§ TASK DIRECTIONS
A word-for-word transcription of all the data is required.
*** INPUT FOR THIS TASK ***
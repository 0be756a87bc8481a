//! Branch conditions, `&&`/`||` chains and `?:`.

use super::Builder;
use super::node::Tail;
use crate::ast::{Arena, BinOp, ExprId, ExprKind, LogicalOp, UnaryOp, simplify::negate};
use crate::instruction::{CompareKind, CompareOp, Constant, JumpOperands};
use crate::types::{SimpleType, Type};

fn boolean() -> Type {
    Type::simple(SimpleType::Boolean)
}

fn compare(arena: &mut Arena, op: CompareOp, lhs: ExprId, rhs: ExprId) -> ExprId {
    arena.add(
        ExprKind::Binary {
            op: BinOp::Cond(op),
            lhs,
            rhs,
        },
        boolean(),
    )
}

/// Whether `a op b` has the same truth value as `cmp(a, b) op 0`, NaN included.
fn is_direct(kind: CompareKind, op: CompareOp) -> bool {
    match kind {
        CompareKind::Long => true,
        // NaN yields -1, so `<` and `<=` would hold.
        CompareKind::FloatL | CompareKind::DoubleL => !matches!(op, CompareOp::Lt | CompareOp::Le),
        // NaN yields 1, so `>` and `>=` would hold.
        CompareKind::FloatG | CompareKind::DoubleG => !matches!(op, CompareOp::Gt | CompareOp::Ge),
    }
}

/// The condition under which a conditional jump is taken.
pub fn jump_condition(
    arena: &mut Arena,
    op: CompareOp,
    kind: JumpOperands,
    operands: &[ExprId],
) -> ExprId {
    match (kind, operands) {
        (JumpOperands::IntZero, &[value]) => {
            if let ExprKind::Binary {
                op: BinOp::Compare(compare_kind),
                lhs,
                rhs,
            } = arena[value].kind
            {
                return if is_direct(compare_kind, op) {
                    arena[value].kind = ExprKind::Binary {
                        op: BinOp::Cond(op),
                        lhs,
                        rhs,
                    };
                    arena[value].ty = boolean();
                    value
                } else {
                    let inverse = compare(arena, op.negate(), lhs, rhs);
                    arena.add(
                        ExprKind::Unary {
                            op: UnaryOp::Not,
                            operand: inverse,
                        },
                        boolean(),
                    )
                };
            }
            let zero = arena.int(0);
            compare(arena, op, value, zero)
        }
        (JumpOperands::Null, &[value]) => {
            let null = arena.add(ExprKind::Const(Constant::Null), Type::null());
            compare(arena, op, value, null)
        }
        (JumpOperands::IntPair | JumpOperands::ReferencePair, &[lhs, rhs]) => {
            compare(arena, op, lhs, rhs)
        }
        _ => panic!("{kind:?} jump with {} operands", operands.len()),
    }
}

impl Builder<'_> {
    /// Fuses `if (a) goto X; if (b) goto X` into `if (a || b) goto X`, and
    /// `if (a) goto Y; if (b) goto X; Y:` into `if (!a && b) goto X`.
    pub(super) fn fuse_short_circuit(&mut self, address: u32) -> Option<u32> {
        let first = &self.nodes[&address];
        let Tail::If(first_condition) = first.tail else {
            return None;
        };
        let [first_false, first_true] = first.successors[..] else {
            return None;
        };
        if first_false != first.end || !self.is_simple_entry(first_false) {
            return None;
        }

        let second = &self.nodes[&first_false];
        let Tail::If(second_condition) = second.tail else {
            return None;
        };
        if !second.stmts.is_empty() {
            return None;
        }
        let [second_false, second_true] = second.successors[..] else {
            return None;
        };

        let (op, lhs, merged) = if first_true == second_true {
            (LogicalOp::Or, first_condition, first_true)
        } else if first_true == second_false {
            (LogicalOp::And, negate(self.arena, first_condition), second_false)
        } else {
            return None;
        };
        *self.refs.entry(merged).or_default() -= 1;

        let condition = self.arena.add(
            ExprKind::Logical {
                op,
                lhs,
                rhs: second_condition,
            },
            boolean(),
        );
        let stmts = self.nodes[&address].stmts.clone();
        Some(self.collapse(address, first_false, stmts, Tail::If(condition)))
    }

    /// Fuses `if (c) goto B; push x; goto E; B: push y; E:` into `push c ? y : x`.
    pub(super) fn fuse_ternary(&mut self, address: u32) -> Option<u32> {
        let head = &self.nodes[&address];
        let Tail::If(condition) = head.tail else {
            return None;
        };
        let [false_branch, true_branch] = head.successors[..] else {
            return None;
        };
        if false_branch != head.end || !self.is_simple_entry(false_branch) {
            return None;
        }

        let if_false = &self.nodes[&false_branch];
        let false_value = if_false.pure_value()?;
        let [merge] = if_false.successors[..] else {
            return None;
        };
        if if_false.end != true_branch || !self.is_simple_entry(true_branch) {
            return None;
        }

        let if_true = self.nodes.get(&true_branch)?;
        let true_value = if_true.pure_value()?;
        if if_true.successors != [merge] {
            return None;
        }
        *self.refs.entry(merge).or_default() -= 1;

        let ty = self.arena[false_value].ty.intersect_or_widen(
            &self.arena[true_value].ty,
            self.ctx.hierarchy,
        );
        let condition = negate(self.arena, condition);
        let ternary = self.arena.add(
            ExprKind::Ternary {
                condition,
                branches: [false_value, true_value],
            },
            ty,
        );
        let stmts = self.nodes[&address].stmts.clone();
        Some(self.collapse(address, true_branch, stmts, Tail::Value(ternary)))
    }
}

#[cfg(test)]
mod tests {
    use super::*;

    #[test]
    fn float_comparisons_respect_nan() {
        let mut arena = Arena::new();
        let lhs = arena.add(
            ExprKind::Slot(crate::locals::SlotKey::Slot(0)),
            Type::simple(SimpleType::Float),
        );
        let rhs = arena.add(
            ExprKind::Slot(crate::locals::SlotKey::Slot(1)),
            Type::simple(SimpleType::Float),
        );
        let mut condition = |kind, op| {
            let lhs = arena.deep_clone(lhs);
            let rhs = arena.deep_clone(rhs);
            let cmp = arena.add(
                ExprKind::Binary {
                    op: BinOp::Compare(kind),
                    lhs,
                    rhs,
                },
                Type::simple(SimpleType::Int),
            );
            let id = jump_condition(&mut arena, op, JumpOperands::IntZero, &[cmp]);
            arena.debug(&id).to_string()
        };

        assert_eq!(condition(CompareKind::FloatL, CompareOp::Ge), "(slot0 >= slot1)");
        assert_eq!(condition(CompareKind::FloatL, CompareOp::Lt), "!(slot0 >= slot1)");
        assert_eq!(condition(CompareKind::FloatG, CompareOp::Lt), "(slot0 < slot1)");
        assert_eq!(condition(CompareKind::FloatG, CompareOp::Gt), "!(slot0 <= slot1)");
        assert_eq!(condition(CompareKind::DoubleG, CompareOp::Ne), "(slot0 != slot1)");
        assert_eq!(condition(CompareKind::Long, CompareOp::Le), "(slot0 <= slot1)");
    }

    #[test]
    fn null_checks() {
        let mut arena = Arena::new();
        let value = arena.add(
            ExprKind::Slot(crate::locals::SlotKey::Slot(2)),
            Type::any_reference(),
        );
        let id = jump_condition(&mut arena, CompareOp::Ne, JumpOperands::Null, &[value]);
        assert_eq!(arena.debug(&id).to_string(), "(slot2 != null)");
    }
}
*** End of INPUT FOR THIS TASK ***
§ RESULT OF THE EXERCISE
repository 0be756a87bc8481a
//! Branch conditions, `&&`/`||` chains and `?:`.

use super::Builder;
use super::node::Tail;
use crate::ast::{Arena, BinOp, ExprId, ExprKind, LogicalOp, UnaryOp, simplify::negate};
use crate::instruction::{CompareKind, CompareOp, Constant, JumpOperands};
use crate::types::{SimpleType, Type};

fn boolean() -> Type {
    Type::simple(SimpleType::Boolean)
}

fn compare(arena: &mut Arena, op: CompareOp, lhs: ExprId, rhs: ExprId) -> ExprId {
    arena.add(
        ExprKind::Binary {
            op: BinOp::Cond(op),
            lhs,
            rhs,
        },
        boolean(),
    )
}

/// Whether `a op b` has the same truth value as `cmp(a, b) op 0`, NaN included.
fn is_direct(kind: CompareKind, op: CompareOp) -> bool {
    match kind {
        CompareKind::Long => true,
        // NaN yields -1, so `<` and `<=` would hold.
        CompareKind::FloatL | CompareKind::DoubleL => !matches!(op, CompareOp::Lt | CompareOp::Le),
        // NaN yields 1, so `>` and `>=` would hold.
        CompareKind::FloatG | CompareKind::DoubleG => !matches!(op, CompareOp::Gt | CompareOp::Ge),
    }
}

/// The condition under which a conditional jump is taken.
pub fn jump_condition(
    arena: &mut Arena,
    op: CompareOp,
    kind: JumpOperands,
    operands: &[ExprId],
) -> ExprId {
    match (kind, operands) {
        (JumpOperands::IntZero, &[value]) => {
            if let ExprKind::Binary {
                op: BinOp::Compare(compare_kind),
                lhs,
                rhs,
            } = arena[value].kind
            {
                return if is_direct(compare_kind, op) {
                    arena[value].kind = ExprKind::Binary {
                        op: BinOp::Cond(op),
                        lhs,
                        rhs,
                    };
                    arena[value].ty = boolean();
                    value
                } else {
                    let inverse = compare(arena, op.negate(), lhs, rhs);
                    arena.add(
                        ExprKind::Unary {
                            op: UnaryOp::Not,
                            operand: inverse,
                        },
                        boolean(),
                    )
                };
            }
            let zero = arena.int(0);
            compare(arena, op, value, zero)
        }
        (JumpOperands::Null, &[value]) => {
            let null = arena.add(ExprKind::Const(Constant::Null), Type::null());
            compare(arena, op, value, null)
        }
        (JumpOperands::IntPair | JumpOperands::ReferencePair, &[lhs, rhs]) => {
            compare(arena, op, lhs, rhs)
        }
        _ => panic!("{kind:?} jump with {} operands", operands.len()),
    }
}

impl Builder<'_> {
    /// Fuses `if (a) goto X; if (b) goto X` into `if (a || b) goto X`, and
    /// `if (a) goto Y; if (b) goto X; Y:` into `if (!a && b) goto X`.
    pub(super) fn fuse_short_circuit(&mut self, address: u32) -> Option<u32> {
        let first = &self.nodes[&address];
        let Tail::If(first_condition) = first.tail else {
            return None;
        };
        let [first_false, first_true] = first.successors[..] else {
            return None;
        };
        if first_false != first.end || !self.is_simple_entry(first_false) {
            return None;
        }

        let second = &self.nodes[&first_false];
        let Tail::If(second_condition) = second.tail else {
            return None;
        };
        if !second.stmts.is_empty() {
            return None;
        }
        let [second_false, second_true] = second.successors[..] else {
            return None;
        };

        let (op, lhs, merged) = if first_true == second_true {
            (LogicalOp::Or, first_condition, first_true)
        } else if first_true == second_false {
            (LogicalOp::And, negate(self.arena, first_condition), second_false)
        } else {
            return None;
        };
        *self.refs.entry(merged).or_default() -= 1;

        let condition = self.arena.add(
            ExprKind::Logical {
                op,
                lhs,
                rhs: second_condition,
            },
            boolean(),
        );
        let stmts = self.nodes[&address].stmts.clone();
        Some(self.collapse(address, first_false, stmts, Tail::If(condition)))
    }

    /// Fuses `if (c) goto B; push x; goto E; B: push y; E:` into `push c ? y : x`.
    pub(super) fn fuse_ternary(&mut self, address: u32) -> Option<u32> {
        let head = &self.nodes[&address];
        let Tail::If(condition) = head.tail else {
            return None;
        };
        let [false_branch, true_branch] = head.successors[..] else {
            return None;
        };
        if false_branch != head.end || !self.is_simple_entry(false_branch) {
            return None;
        }

        let if_false = &self.nodes[&false_branch];
        let false_value = if_false.pure_value()?;
        let [merge] = if_false.successors[..] else {
            return None;
        };
        if if_false.end != true_branch || !self.is_simple_entry(true_branch) {
            return None;
        }

        let if_true = self.nodes.get(&true_branch)?;
        let true_value = if_true.pure_value()?;
        if if_true.successors != [merge] {
            return None;
        }
        *self.refs.entry(merge).or_default() -= 1;

        let ty = self.arena[false_value].ty.intersect_or_widen(
            &self.arena[true_value].ty,
            self.ctx.hierarchy,
        );
        let condition = negate(self.arena, condition);
        let ternary = self.arena.add(
            ExprKind::Ternary {
                condition,
                branches: [false_value, true_value],
            },
            ty,
        );
        let stmts = self.nodes[&address].stmts.clone();
        Some(self.collapse(address, true_branch, stmts, Tail::Value(ternary)))
    }
}

#[cfg(test)]
mod tests {
    use super::*;

    #[test]
    fn float_comparisons_respect_nan() {
        let mut arena = Arena::new();
        let lhs = arena.add(
            ExprKind::Slot(crate::locals::SlotKey::Slot(0)),
            Type::simple(SimpleType::Float),
        );
        let rhs = arena.add(
            ExprKind::Slot(crate::locals::SlotKey::Slot(1)),
            Type::simple(SimpleType::Float),
        );
        let mut condition = |kind, op| {
            let lhs = arena.deep_clone(lhs);
            let rhs = arena.deep_clone(rhs);
            let cmp = arena.add(
                ExprKind::Binary {
                    op: BinOp::Compare(kind),
                    lhs,
                    rhs,
                },
                Type::simple(SimpleType::Int),
            );
            let id = jump_condition(&mut arena, op, JumpOperands::IntZero, &[cmp]);
            arena.debug(&id).to_string()
        };

        assert_eq!(condition(CompareKind::FloatL, CompareOp::Ge), "(slot0 >= slot1)");
        assert_eq!(condition(CompareKind::FloatL, CompareOp::Lt), "!(slot0 >= slot1)");
        assert_eq!(condition(CompareKind::FloatG, CompareOp::Lt), "(slot0 < slot1)");
        assert_eq!(condition(CompareKind::FloatG, CompareOp::Gt), "!(slot0 <= slot1)");
        assert_eq!(condition(CompareKind::DoubleG, CompareOp::Ne), "(slot0 != slot1)");
        assert_eq!(condition(CompareKind::Long, CompareOp::Le), "(slot0 <= slot1)");
    }

    #[test]
    fn null_checks() {
        let mut arena = Arena::new();
        let value = arena.add(
            ExprKind::Slot(crate::locals::SlotKey::Slot(2)),
            Type::any_reference(),
        );
        let id = jump_condition(&mut arena, CompareOp::Ne, JumpOperands::Null, &[value]);
        assert_eq!(arena.debug(&id).to_string(), "(slot2 != null)");
    }
}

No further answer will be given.